Record extracts: Begin

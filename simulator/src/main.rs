//! Ticket market simulator.
//!
//! Runs one scripted market and prints per-second sales for the last minute.

use chrono::Utc;
use std::sync::Arc;
use ticket_market_core::MarketEnvironment;
use ticket_market_core::environment::SystemClock;
use ticket_market_runtime::metrics::MetricsServer;
use ticket_market_runtime::{ActorTiming, BroadcastNotifier, Orchestrator};
use ticket_market_simulator::{Config, SalesStore, Scenario, render_sales};
use tracing::{error, info, warn};
use tracing_subscriber::{layer::SubscriberExt, util::SubscriberInitExt};

#[tokio::main]
async fn main() -> anyhow::Result<()> {
    tracing_subscriber::registry()
        .with(
            tracing_subscriber::EnvFilter::try_from_default_env()
                .unwrap_or_else(|_| "info,ticket_market_runtime=debug".into()),
        )
        .with(tracing_subscriber::fmt::layer())
        .init();

    let config = Config::from_env();
    info!(
        total_tickets = config.market.total_tickets,
        release_rate = config.market.ticket_release_rate,
        retrieval_rate = config.market.customer_retrieval_rate,
        capacity = config.market.max_ticket_capacity,
        vendors = config.scenario.vendors,
        customers = config.scenario.customers,
        run_seconds = config.scenario.run_seconds,
        "Configuration loaded"
    );

    let mut metrics_server = None;
    if config.metrics.enabled {
        match config.metrics.addr() {
            Some(addr) => {
                let mut server = MetricsServer::new(addr);
                server.start()?;
                metrics_server = Some(server);
            },
            None => warn!(host = %config.metrics.host, "Invalid metrics address, exporter disabled"),
        }
    }

    let store = SalesStore::open(config.database_url.as_deref()).await?;
    info!(backend = store.backend(), "Persistence ready");

    let env = MarketEnvironment::new(
        Arc::new(SystemClock),
        store.sink(),
        Arc::new(BroadcastNotifier::new()),
    );
    let orchestrator = Orchestrator::new(env)
        .with_timing(ActorTiming::default().with_shutdown_grace(config.shutdown_grace()));
    orchestrator.configure(config.market).await?;

    let scenario = Scenario::new(config.scenario.clone(), &config.market, &mut rand::thread_rng());
    let outcome = scenario.run(&orchestrator, shutdown_signal()).await?;

    info!(
        ending = ?outcome.ending,
        sold = outcome.final_status.sold_tickets,
        finished = outcome.shutdown.finished.len(),
        timed_out = outcome.shutdown.timed_out.len(),
        "Market stopped"
    );
    for failure in &outcome.shutdown.failures {
        error!(kind = failure.kind().code(), error = %failure, "Actor failed");
    }

    let buckets = store.sales_over_time(Utc::now()).await?;
    println!("{}", render_sales(&buckets));

    if let Some(rendered) = metrics_server.as_ref().and_then(MetricsServer::render) {
        info!(bytes = rendered.len(), "Final metrics snapshot rendered");
    }
    Ok(())
}

/// Resolve on Ctrl+C or SIGTERM.
async fn shutdown_signal() {
    use tokio::signal;

    let ctrl_c = async {
        if let Err(e) = signal::ctrl_c().await {
            warn!(error = %e, "Failed to install Ctrl+C handler");
            std::future::pending::<()>().await;
        }
    };

    #[cfg(unix)]
    let terminate = async {
        match signal::unix::signal(signal::unix::SignalKind::terminate()) {
            Ok(mut stream) => {
                stream.recv().await;
            },
            Err(e) => {
                warn!(error = %e, "Failed to install SIGTERM handler");
                std::future::pending::<()>().await;
            },
        }
    };

    #[cfg(not(unix))]
    let terminate = std::future::pending::<()>();

    tokio::select! {
        () = ctrl_c => {
            info!("Received Ctrl+C signal");
        }
        () = terminate => {
            info!("Received SIGTERM signal");
        }
    }
}
//! Scripted market run.
//!
//! A scenario starts the orchestrator, registers extra vendors and a crowd of
//! customers, optionally pauses the market part-way through, and stops once
//! the run time elapses, the pool sells out, or a shutdown signal arrives.

use crate::config::ScenarioConfig;
use rand::Rng;
use std::future::Future;
use std::pin::Pin;
use std::time::Duration;
use ticket_market_core::{MarketConfig, MarketError};
use ticket_market_runtime::{Orchestrator, ShutdownReport, SystemStatus};
use tokio::time::Instant;
use tracing::{info, warn};

/// Interval between status checks while the run is in progress.
pub const DEFAULT_POLL_INTERVAL: Duration = Duration::from_millis(250);

/// A customer the scenario will register.
#[derive(Debug, Clone, PartialEq, Eq)]
pub struct CustomerPlan {
    /// Customer name
    pub name: String,
    /// Priority customer
    pub vip: bool,
    /// Requests per second
    pub retrieval_rate: u32,
}

/// Build the customer crowd.
///
/// Customers are named `Customer-1..=count`; every `vip_every`-th one is a
/// VIP. Rates are drawn uniformly from `1..=2 * base_rate`.
pub fn plan_customers<R: Rng + ?Sized>(
    count: u32,
    vip_every: u32,
    base_rate: u32,
    rng: &mut R,
) -> Vec<CustomerPlan> {
    let max_rate = base_rate.max(1).saturating_mul(2);
    (1..=count)
        .map(|i| CustomerPlan {
            name: format!("Customer-{i}"),
            vip: vip_every > 0 && i % vip_every == 0,
            retrieval_rate: rng.gen_range(1..=max_rate),
        })
        .collect()
}

/// Names of the vendors added on top of the default vendor.
#[must_use]
pub fn vendor_names(count: u32) -> Vec<String> {
    (1..=count).map(|i| format!("Vendor-{i}")).collect()
}

/// Why a run ended.
#[derive(Debug, Clone, Copy, PartialEq, Eq)]
pub enum Ending {
    /// Run time elapsed
    Elapsed,
    /// The pool stopped after the last ticket was sold
    SoldOut,
    /// A shutdown signal arrived
    Interrupted,
}

/// Result of a finished run.
#[derive(Debug)]
pub struct RunOutcome {
    /// Why the run ended
    pub ending: Ending,
    /// Status observed just before stopping
    pub final_status: SystemStatus,
    /// What `stop` collected from the actors
    pub shutdown: ShutdownReport,
}

/// A scripted run.
#[derive(Debug, Clone)]
pub struct Scenario {
    config: ScenarioConfig,
    release_rate: u32,
    customers: Vec<CustomerPlan>,
    poll_interval: Duration,
}

impl Scenario {
    /// Plan a run against `market`.
    pub fn new<R: Rng + ?Sized>(config: ScenarioConfig, market: &MarketConfig, rng: &mut R) -> Self {
        let customers = plan_customers(
            config.customers,
            config.vip_every,
            market.customer_retrieval_rate,
            rng,
        );
        Self {
            config,
            release_rate: market.ticket_release_rate,
            customers,
            poll_interval: DEFAULT_POLL_INTERVAL,
        }
    }

    /// Override the status poll interval.
    #[must_use]
    pub const fn with_poll_interval(mut self, interval: Duration) -> Self {
        self.poll_interval = interval;
        self
    }

    /// Customers this run registers.
    #[must_use]
    pub fn customers(&self) -> &[CustomerPlan] {
        &self.customers
    }

    /// Execute the run and stop the orchestrator.
    ///
    /// `shutdown` ends the run early when it completes.
    ///
    /// # Errors
    ///
    /// Returns [`MarketError`] if the orchestrator cannot be started, an actor
    /// fails to register for a reason other than a user error, or a lifecycle
    /// transition fails. The orchestrator is stopped before the error returns.
    pub async fn run<F>(&self, orchestrator: &Orchestrator, shutdown: F) -> Result<RunOutcome, MarketError>
    where
        F: Future<Output = ()>,
    {
        orchestrator.start().await?;
        if let Err(e) = self.populate(orchestrator).await {
            let _ = orchestrator.stop().await;
            return Err(e);
        }

        tokio::pin!(shutdown);
        let started = Instant::now();
        let ending = match self.timeline(orchestrator, started, &mut shutdown).await {
            Ok(ending) => ending,
            Err(e) => {
                let _ = orchestrator.stop().await;
                return Err(e);
            },
        };

        let final_status = orchestrator.status().await;
        info!(
            ending = ?ending,
            sold = final_status.sold_tickets,
            remaining = final_status.remaining_tickets,
            elapsed_ms = u64::try_from(started.elapsed().as_millis()).unwrap_or(u64::MAX),
            "Scenario finished"
        );
        let shutdown = orchestrator.stop().await?;
        Ok(RunOutcome {
            ending,
            final_status,
            shutdown,
        })
    }

    async fn populate(&self, orchestrator: &Orchestrator) -> Result<(), MarketError> {
        for name in vendor_names(self.config.vendors) {
            register(orchestrator.add_vendor(&name, self.release_rate).await.map(|_| ()), &name)?;
        }
        for plan in &self.customers {
            let added = orchestrator
                .add_customer(&plan.name, plan.vip, None, Some(plan.retrieval_rate))
                .await
                .map(|_| ());
            register(added, &plan.name)?;
        }
        Ok(())
    }

    async fn timeline<F>(
        &self,
        orchestrator: &Orchestrator,
        started: Instant,
        shutdown: &mut Pin<&mut F>,
    ) -> Result<Ending, MarketError>
    where
        F: Future<Output = ()>,
    {
        if let Some((after, length)) = self.config.pause_window() {
            let ending = self.hold(orchestrator, after, shutdown).await;
            if ending != Ending::Elapsed {
                return Ok(ending);
            }
            orchestrator.pause().await?;
            let ending = self.hold(orchestrator, length, shutdown).await;
            if ending == Ending::Interrupted {
                return Ok(ending);
            }
            orchestrator.resume().await?;
        }

        let remaining = self.config.run_duration().saturating_sub(started.elapsed());
        Ok(self.hold(orchestrator, remaining, shutdown).await)
    }

    /// Wait for `duration`, returning early on sell-out or shutdown.
    async fn hold<F>(
        &self,
        orchestrator: &Orchestrator,
        duration: Duration,
        shutdown: &mut Pin<&mut F>,
    ) -> Ending
    where
        F: Future<Output = ()>,
    {
        let deadline = Instant::now() + duration;
        loop {
            if orchestrator.status().await.pool_stopped {
                return Ending::SoldOut;
            }
            let now = Instant::now();
            if now >= deadline {
                return Ending::Elapsed;
            }
            let step = self.poll_interval.min(deadline - now);
            tokio::select! {
                () = shutdown.as_mut() => return Ending::Interrupted,
                () = tokio::time::sleep(step) => {},
            }
        }
    }
}

/// User errors skip the actor; anything else aborts the run.
fn register(result: Result<(), MarketError>, name: &str) -> Result<(), MarketError> {
    match result {
        Ok(()) => Ok(()),
        Err(e) if e.is_user_error() => {
            warn!(actor = %name, error = %e, "Skipping actor");
            Ok(())
        },
        Err(e) => Err(e),
    }
}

Record extracts: End

- [Task brief] Search the entries above for "started". Return every line that has it.

- [Exercise answer]
    /// Returns [`MarketError`] if the orchestrator cannot be started, an actor
        let started = Instant::now();
        let ending = match self.timeline(orchestrator, started, &mut shutdown).await {
            elapsed_ms = u64::try_from(started.elapsed().as_millis()).unwrap_or(u64::MAX),
        started: Instant,
        let remaining = self.config.run_duration().saturating_sub(started.elapsed());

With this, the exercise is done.